◆ **Records from a data collection**:
◇ ◇ ◇ ◇ ◇
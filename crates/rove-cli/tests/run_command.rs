//! Integration tests for the `rove` binary.
//!
//! The binary runs against a local stub chat-completions endpoint.

use rove_agent::testing::{StubResponse, StubServer};
use serde_json::{json, Value};
use tokio::process::Command;

async fn chat_stub() -> StubServer {
    StubServer::scripted(vec![StubResponse::json(
        200,
        json!({"choices": [{"message": {"role": "assistant", "content": "hello"}}]}),
    )])
    .await
    .unwrap()
}

fn rove(endpoint: &str) -> Command {
    let mut cmd = Command::new(env!("CARGO_BIN_EXE_rove"));
    cmd.env("LLM_ENDPOINT", endpoint)
        .env("LLM_API_KEY", "test-key")
        .env("MAX_RETRY_ATTEMPTS", "1")
        .env("RUST_LOG", "info")
        .env_remove("LLM_API_VERSION");
    cmd
}

#[tokio::test]
async fn test_json_report_is_alone_on_stdout() {
    let server = chat_stub().await;
    let repo = tempfile::tempdir().unwrap();

    let output = rove(&server.url(""))
        .args(["run", "--json"])
        .arg(repo.path())
        .args(["say", "hi"])
        .output()
        .await
        .unwrap();

    assert!(output.status.success());

    let report: Value = serde_json::from_slice(&output.stdout).unwrap();
    assert_eq!(report["outcome"]["status"], "idle_exit");
    assert_eq!(report["outcome"]["reply"], "hello");
    assert_eq!(report["turns"], 1);

    let stderr = String::from_utf8_lossy(&output.stderr);
    assert!(stderr.contains("Repository:"));
    assert!(server.hits() >= 2);
}

#[tokio::test]
async fn test_missing_repository_exits_with_usage() {
    let server = chat_stub().await;
    let dir = tempfile::tempdir().unwrap();

    let output = rove(&server.url(""))
        .arg("run")
        .arg(dir.path().join("missing"))
        .arg("anything")
        .output()
        .await
        .unwrap();

    assert_eq!(output.status.code(), Some(1));
    assert!(String::from_utf8_lossy(&output.stderr).contains("Usage: rove run"));
    assert!(output.stdout.is_empty());
    assert_eq!(server.hits(), 0);
}

#[tokio::test]
async fn test_too_few_arguments_exits_with_usage() {
    let output = Command::new(env!("CARGO_BIN_EXE_rove"))
        .args(["run", "."])
        .output()
        .await
        .unwrap();

    assert_eq!(output.status.code(), Some(1));
    assert!(String::from_utf8_lossy(&output.stderr).contains("Usage: rove run"));
}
◇ ◇ ◇ ◇ ◇
◆ **What you will do**:
Beginning at the line with "async fn test_missing_repository_exits_with_usage()" and stopping after the line with "assert!(output.stdout.is_empty());", please write out every line of the data above exactly and nothing else.

◆ **The answer**:
async fn test_missing_repository_exits_with_usage() {
    let server = chat_stub().await;
    let dir = tempfile::tempdir().unwrap();

    let output = rove(&server.url(""))
        .arg("run")
        .arg(dir.path().join("missing"))
        .arg("anything")
        .output()
        .await
        .unwrap();

    assert_eq!(output.status.code(), Some(1));
    assert!(String::from_utf8_lossy(&output.stderr).contains("Usage: rove run"));
    assert!(output.stdout.is_empty());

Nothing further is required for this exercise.